One powerful check is provided by the judiciary, which Madison described to Congress in 1789 as “an impenetrable bulwark against every assumption of power in the legislative or executive.” If only his description of the courts held true in more cases.
Another key check is provided by the states. “Should an unwarrantable measure of the federal government be unpopular in particular states, which would seldom fail to be the case,” Madison wrote in Federalist 46, “the means of opposition to it are powerful and at hand.” For one thing, the federal government would be forced to contend with “the disquietude” and “perhaps refusal” of the people of those particular states “to co-operate with the officers of the union.” There would also be “the frowns of the executive magistracy of the state” and the “embarrassments created by [state] legislative devices” for the feds to tangle with. In short, federalism is supposed to help slam the brakes on an out-of-control federal government.
Which brings us to the Trump administration’s unconstitutional attack on sanctuary cities, which are those jurisdictions that either decline to help the federal government round up and deport undocumented immigrants or otherwise refrain from enforcing federal immigration statutes.
The case for sanctuary cities is pure Madison. Because the federal government has no delegated power to commandeer state officials and force them to carry out federal schemes, state and local officials in sanctuary jurisdictions are simply reaffirming their basic 10th Amendment right to refuse to do Washington’s bidding.
The federal courts clearly support the states in this fight. As the late Justice Antonin Scalia observed in his 2007 majority opinion in Printz v. United States, “the Federal Government may neither issue directives requiring the States to address particular problems, nor command the States’ officers, or those of their political subdivisions, to administer or enforce a federal regulatory program.”

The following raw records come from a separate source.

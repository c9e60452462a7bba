//! SNMP message wrappers.
//!
//! Messages encapsulate PDUs with version and security information.
//!
//! - [`CommunityMessage`] - v1/v2c messages with community string auth
//! - [`V3Message`] - v3 messages with USM security

mod community;
mod v3;

pub use community::{CommunityMessage, CommunityPdu};
pub use v3::{MsgFlags, MsgGlobalData, ScopedPdu, SecurityLevel, V3Message, V3MessageData};

use crate::ber::Decoder;
use crate::error::{DecodeErrorKind, Error, Result};
use crate::version::Version;
use bytes::Bytes;

/// Decoded SNMP message (any version).
#[derive(Debug)]
pub enum Message {
    /// SNMPv1 or SNMPv2c message with community string
    Community(CommunityMessage),
    /// SNMPv3 message with USM security
    V3(V3Message),
}

impl Message {
    /// Get the SNMP version.
    pub fn version(&self) -> Version {
        match self {
            Message::Community(m) => m.version,
            Message::V3(_) => Version::V3,
        }
    }

    /// Decode a message from bytes.
    ///
    /// Detects the SNMP version from the header and parses accordingly.
    pub fn decode(data: Bytes) -> Result<Self> {
        let mut decoder = Decoder::new(data);
        let mut seq = decoder.read_sequence()?;

        let version_num = seq.read_integer()?;
        let version = Version::from_i32(version_num).ok_or_else(|| {
            Error::decode(seq.offset(), DecodeErrorKind::UnknownVersion(version_num))
        })?;

        match version {
            Version::V1 | Version::V2c => {
                let msg = CommunityMessage::decode_from_sequence(&mut seq, version)?;
                Ok(Message::Community(msg))
            }
            Version::V3 => {
                let msg = V3Message::decode_from_sequence(&mut seq)?;
                Ok(Message::V3(msg))
            }
        }
    }

    /// Peek at the version field of an encoded message without a full parse.
    pub fn peek_version(data: &[u8]) -> Result<Version> {
        let mut decoder = Decoder::from_slice(data);
        let mut seq = decoder.read_sequence()?;
        let version_num = seq.read_integer()?;
        Version::from_i32(version_num).ok_or_else(|| {
            Error::decode(seq.offset(), DecodeErrorKind::UnknownVersion(version_num))
        })
    }
}

impl From<CommunityMessage> for Message {
    fn from(msg: CommunityMessage) -> Self {
        Message::Community(msg)
    }
}

impl From<V3Message> for Message {
    fn from(msg: V3Message) -> Self {
        Message::V3(msg)
    }
}

#[cfg(test)]
mod tests {
    use super::*;
    use crate::oid;
    use crate::pdu::Pdu;

    #[test]
    fn test_version_dispatch() {
        let pdu = Pdu::get_request(1, &[oid!(1, 3, 6, 1)]);
        let encoded = CommunityMessage::v2c(b"public".as_slice(), pdu).encode();

        assert_eq!(Message::peek_version(&encoded).unwrap(), Version::V2c);
        let msg = Message::decode(encoded).unwrap();
        assert_eq!(msg.version(), Version::V2c);
    }

    #[test]
    fn test_unknown_version_rejected() {
        // SEQUENCE { INTEGER 2, ... } - party-based SNMPv2, never valid
        let data = Bytes::from_static(&[0x30, 0x03, 0x02, 0x01, 0x02]);
        assert!(Message::peek_version(&data).is_err());
    }
}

As for the Trump administration’s various threats to withhold, terminate, or “claw-back” federal funding for sanctuary cities, those threats would also violate the Constitution if the federal government carried them out. As the Supreme Court ruled in 2012 when it voided the Obamacare Medicaid expansion, which would have cut off all Medicaid funding for any state that refused to expand the program in accordance with the federal edict, federal “economic dragooning” of the states is unconstitutional because it “leaves the States with no real option but to acquiesce.”